= WHAT IS EXPECTED =
Could you copy every line in the listing below that has the word "names"?

= EXTRACTED INFORMATION =
//! Which worksheets take part in a run.

use gistx_model::CRFS_WORKSHEET;

const QUESTIONNAIRE_SUFFIXES: [&str; 2] = ["_dd", "_xml"];

/// Role of a worksheet, decided by its name alone.
#[derive(Debug, Clone, Copy, PartialEq, Eq)]
pub enum WorksheetRole {
    /// `<form>_dd` or `<form>_xml`: validated and emitted as `<form>.xml`.
    Questionnaire,
    /// Exactly `crfs`.
    Crfs,
    Ignored,
}

pub fn classify_worksheet(name: &str) -> WorksheetRole {
    if name == CRFS_WORKSHEET {
        WorksheetRole::Crfs
    } else if questionnaire_stem(name).is_some() {
        WorksheetRole::Questionnaire
    } else {
        WorksheetRole::Ignored
    }
}

/// Form name with the `_dd` / `_xml` suffix stripped.
pub fn questionnaire_stem(name: &str) -> Option<&str> {
    QUESTIONNAIRE_SUFFIXES
        .iter()
        .find_map(|suffix| name.strip_suffix(suffix))
        .filter(|stem| !stem.is_empty())
}

/// Questionnaire worksheet names, in workbook order.
pub fn questionnaire_worksheets(names: &[String]) -> Vec<String> {
    names
        .iter()
        .filter(|name| classify_worksheet(name) == WorksheetRole::Questionnaire)
        .cloned()
        .collect()
}

#[cfg(test)]
mod tests {
    use super::*;

    #[test]
    fn classifies_by_name() {
        assert_eq!(classify_worksheet("crfs"), WorksheetRole::Crfs);
        assert_eq!(classify_worksheet("CRFS"), WorksheetRole::Ignored);
        assert_eq!(classify_worksheet("household_dd"), WorksheetRole::Questionnaire);
        assert_eq!(classify_worksheet("visit_xml"), WorksheetRole::Questionnaire);
        assert_eq!(classify_worksheet("notes"), WorksheetRole::Ignored);
        assert_eq!(classify_worksheet("_dd"), WorksheetRole::Ignored);
    }

    #[test]
    fn stem_strips_one_suffix() {
        assert_eq!(questionnaire_stem("household_dd"), Some("household"));
        assert_eq!(questionnaire_stem("visit_xml"), Some("visit"));
        assert_eq!(questionnaire_stem("odd_xml_dd"), Some("odd_xml"));
        assert_eq!(questionnaire_stem("lookup"), None);
    }

    #[test]
    fn keeps_workbook_order() {
        let names = vec![
            "z_dd".to_string(),
            "crfs".to_string(),
            "readme".to_string(),
            "a_xml".to_string(),
        ];
        assert_eq!(questionnaire_worksheets(&names), vec!["z_dd", "a_xml"]);
    }
}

= ANSWER SECTION =
/// Questionnaire worksheet names, in workbook order.
pub fn questionnaire_worksheets(names: &[String]) -> Vec<String> {
    names
        let names = vec![
        assert_eq!(questionnaire_worksheets(&names), vec!["z_dd", "a_xml"]);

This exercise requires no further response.